Once the index is created, use the $search aggregation stage with the cosmosSearch operator to find documents with similar vectors:

// Find the 5 most similar products to a query vector
db.products.aggregate([
  {
    $search: {
      cosmosSearch: {
        vector: [0.012, -0.043, 0.087, /* ... remaining dimensions */],
        path: "embedding",
        k: 5
      }
    }
  },
  {
    $project: {
      name: 1,
      score: { $meta: "searchScore" }
    }
  }
]);

Supported similarity metrics include COS (cosine distance), L2 (Euclidean distance), and IP (inner product). The default maximum vector dimension for indexing is 2,000, but DiskANN with product quantization supports up to 16,000 dimensions, which accommodates the large embedding models commonly used in AI workloads.

Note

Vectors must be stored as a number[] to be indexed. Documents with vectors using other types, such as double[], aren't indexed and don't appear in vector search results.
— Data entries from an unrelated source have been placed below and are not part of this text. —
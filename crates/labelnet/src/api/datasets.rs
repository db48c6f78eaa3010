use axum::extract::{Multipart, Path, Query};
use axum::http::StatusCode;
use axum::routing::{get, post};
use axum::{Json, Router};
use database::dataset::DatasetUpdate;
use labelnet_structs::{
    Area, DEFAULT_LABEL_COLOR, DATASET_NAME_MAX_LEN, Dataset, Element, Label, NewDataset, check_name,
    validate_keywords, validate_label,
};
use serde::{Deserialize, Serialize};

use super::access::{owned_dataset, store_cover_image, visible_dataset};
use super::elements::store_element;
use super::forms::Form;
use super::{ApiError, AppState, CurrentUser};

#[derive(Debug, Deserialize)]
pub struct SearchQuery {
    #[serde(default)]
    search: Option<String>,
}

impl SearchQuery {
    pub fn term(&self) -> Option<&str> {
        self.search.as_deref().map(str::trim).filter(|s| !s.is_empty())
    }
}

#[derive(Debug, Deserialize)]
pub struct IdBody {
    pub id: i64,
}

/// A dataset with everything the labeling view needs.
#[derive(Debug, Serialize)]
pub struct DatasetDetails {
    #[serde(flatten)]
    dataset: Dataset,
    ownername: String,
    labels: Vec<Label>,
    elements: Vec<Element>,
    areas: Vec<Area>,
}

async fn details(dataset: Dataset) -> Result<DatasetDetails, ApiError> {
    let (owner, labels, elements, areas) = tokio::try_join!(
        database::profile::find_profile(dataset.owner_id),
        database::label::list_dataset_labels(dataset.id),
        database::element::list_dataset_elements(dataset.id),
        database::area::list_dataset_areas(dataset.id),
    )?;

    Ok(DatasetDetails {
        ownername: owner.map(|p| p.name).unwrap_or_default(),
        dataset,
        labels,
        elements,
        areas,
    })
}

#[tracing::instrument]
pub async fn list_public_datasets_handler(
    Query(query): Query<SearchQuery>,
) -> Result<Json<Vec<Dataset>>, ApiError> {
    Ok(Json(database::dataset::list_public_datasets(query.term()).await?))
}

#[tracing::instrument(skip(user), fields(user_id = user.0.id))]
pub async fn list_my_datasets_handler(
    user: CurrentUser,
    Query(query): Query<SearchQuery>,
) -> Result<Json<Vec<Dataset>>, ApiError> {
    Ok(Json(
        database::dataset::list_owned_datasets(user.0.id, query.term()).await?,
    ))
}

#[tracing::instrument(skip(user), fields(user_id = user.0.id))]
pub async fn get_dataset_handler(
    user: CurrentUser,
    Path(id): Path<i64>,
) -> Result<Json<DatasetDetails>, ApiError> {
    let dataset = visible_dataset(id, Some(user.0.id)).await?;
    Ok(Json(details(dataset).await?))
}

#[tracing::instrument]
pub async fn get_public_dataset_handler(Path(id): Path<i64>) -> Result<Json<DatasetDetails>, ApiError> {
    let dataset = visible_dataset(id, None).await?;
    Ok(Json(details(dataset).await?))
}

/// Creates a dataset, optionally with a cover image and labeled elements.
///
/// Every `labels` value names a label; the files uploaded under a field of that
/// name become elements carrying the label.
#[tracing::instrument(skip_all, fields(user_id = user.0.id))]
pub async fn create_dataset_handler(
    user: CurrentUser,
    multipart: Multipart,
) -> Result<Json<Dataset>, ApiError> {
    let mut form = Form::read(multipart).await?;

    let new_dataset = NewDataset {
        name: form.required("name")?.to_string(),
        description: form.text("description").unwrap_or_default().to_string(),
        visibility: form.parse("visibility")?.unwrap_or_default(),
        datatype: form.parse("datatype")?.unwrap_or_default(),
        dataset_type: form.parse("dataset_type")?.unwrap_or_default(),
        keywords: form.json("keywords")?.unwrap_or_default(),
        image_width: form.parse("imageWidth")?,
        image_height: form.parse("imageHeight")?,
    };
    new_dataset.validate()?;

    let label_names: Vec<String> = form.texts("labels").to_vec();
    for name in &label_names {
        validate_label(name, DEFAULT_LABEL_COLOR, "")?;
    }

    let dataset = database::dataset::insert_dataset(user.0.id, &new_dataset).await?;
    tracing::info!(dataset_id = dataset.id, "Dataset created");

    if let Some(image) = form.take_file("image") {
        let (image, small) = store_cover_image(image).await?;
        database::dataset::set_dataset_images(dataset.id, &image, &small).await?;
    }

    for name in &label_names {
        let label = database::label::insert_label(dataset.id, user.0.id, name.trim(), DEFAULT_LABEL_COLOR, "")
            .await?;

        for file in form.take_files(name) {
            store_element(&dataset, user.0.id, file, Some(label.id), None).await?;
        }
    }

    let dataset = database::dataset::find_dataset(dataset.id)
        .await?
        .ok_or_else(|| ApiError::not_found("dataset", dataset.id))?;
    Ok(Json(dataset))
}

/// Updates the non-empty fields of a dataset and optionally replaces its cover image.
#[tracing::instrument(skip_all, fields(user_id = user.0.id))]
pub async fn edit_dataset_handler(
    user: CurrentUser,
    multipart: Multipart,
) -> Result<Json<Dataset>, ApiError> {
    let mut form = Form::read(multipart).await?;
    let id: i64 = form
        .parse("id")?
        .ok_or_else(|| ApiError::BadRequest("id is required".to_string()))?;
    let dataset = owned_dataset(id, &user.0).await?;

    let update = DatasetUpdate {
        name: form.text("name").map(ToString::to_string),
        description: form.text("description").map(ToString::to_string),
        visibility: form.parse("visibility")?,
        keywords: form.json("keywords")?,
    };
    if let Some(name) = &update.name {
        check_name("name", name, DATASET_NAME_MAX_LEN)?;
    }
    if let Some(keywords) = &update.keywords {
        validate_keywords(keywords)?;
    }

    database::dataset::update_dataset(dataset.id, &update).await?;

    if let Some(image) = form.take_file("image") {
        let (image, small) = store_cover_image(image).await?;
        let previous = database::dataset::set_dataset_images(dataset.id, &image, &small).await?;
        database::delete_objects_logged(previous.iter().map(String::as_str)).await;
    }

    let dataset = database::dataset::find_dataset(dataset.id)
        .await?
        .ok_or_else(|| ApiError::not_found("dataset", dataset.id))?;
    Ok(Json(dataset))
}

#[tracing::instrument(skip(user), fields(user_id = user.0.id))]
pub async fn delete_dataset_handler(
    user: CurrentUser,
    Path(id): Path<i64>,
) -> Result<StatusCode, ApiError> {
    let dataset = owned_dataset(id, &user.0).await?;

    let files = database::dataset::delete_dataset(dataset.id).await?;
    database::delete_objects_logged(files.iter().map(String::as_str)).await;

    tracing::info!(dataset_id = dataset.id, files = files.len(), "Dataset deleted");
    Ok(StatusCode::OK)
}

#[tracing::instrument(skip(user), fields(user_id = user.0.id))]
pub async fn download_dataset_handler(
    user: CurrentUser,
    Json(body): Json<IdBody>,
) -> Result<StatusCode, ApiError> {
    let dataset = visible_dataset(body.id, Some(user.0.id)).await?;
    database::dataset::record_dataset_download(dataset.id, user.0.id).await?;
    Ok(StatusCode::OK)
}

#[tracing::instrument(skip(user), fields(user_id = user.0.id))]
pub async fn save_dataset_handler(
    user: CurrentUser,
    Json(body): Json<IdBody>,
) -> Result<StatusCode, ApiError> {
    let dataset = visible_dataset(body.id, Some(user.0.id)).await?;
    database::dataset::save_dataset(dataset.id, user.0.id).await?;
    Ok(StatusCode::OK)
}

#[tracing::instrument(skip(user), fields(user_id = user.0.id))]
pub async fn unsave_dataset_handler(
    user: CurrentUser,
    Json(body): Json<IdBody>,
) -> Result<StatusCode, ApiError> {
    database::dataset::unsave_dataset(body.id, user.0.id).await?;
    Ok(StatusCode::OK)
}

pub fn router() -> Router<AppState> {
    Router::new()
        .route("/datasets/public/", get(list_public_datasets_handler))
        .route("/datasets/public/{id}", get(get_public_dataset_handler))
        .route("/my-datasets/", get(list_my_datasets_handler))
        .route("/datasets/{id}", get(get_dataset_handler))
        .route("/create-dataset/", post(create_dataset_handler))
        .route("/edit-dataset/", post(edit_dataset_handler))
        .route("/datasets/delete/{id}/", post(delete_dataset_handler))
        .route("/download-dataset/", post(download_dataset_handler))
        .route("/save-dataset/", post(save_dataset_handler))
        .route("/unsave-dataset/", post(unsave_dataset_handler))
}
Azure DocumentDB supports hybrid search that combines vector similarity search with full-text keyword search. Hybrid search uses both a vector index and a text index, merging the ranked results using Reciprocal Rank Fusion (RRF). This approach improves recall for queries that benefit from both semantic meaning and exact keyword matching, such as finding products by described intent and by exact brand name simultaneously.

For implementation details, see Hybrid search in Azure DocumentDB.

Use geospatial indexes for location-based queries

Geospatial indexes support queries on data stored as GeoJSON objects or legacy coordinate pairs. They enable efficient proximity searches, region lookups, and intersection queries.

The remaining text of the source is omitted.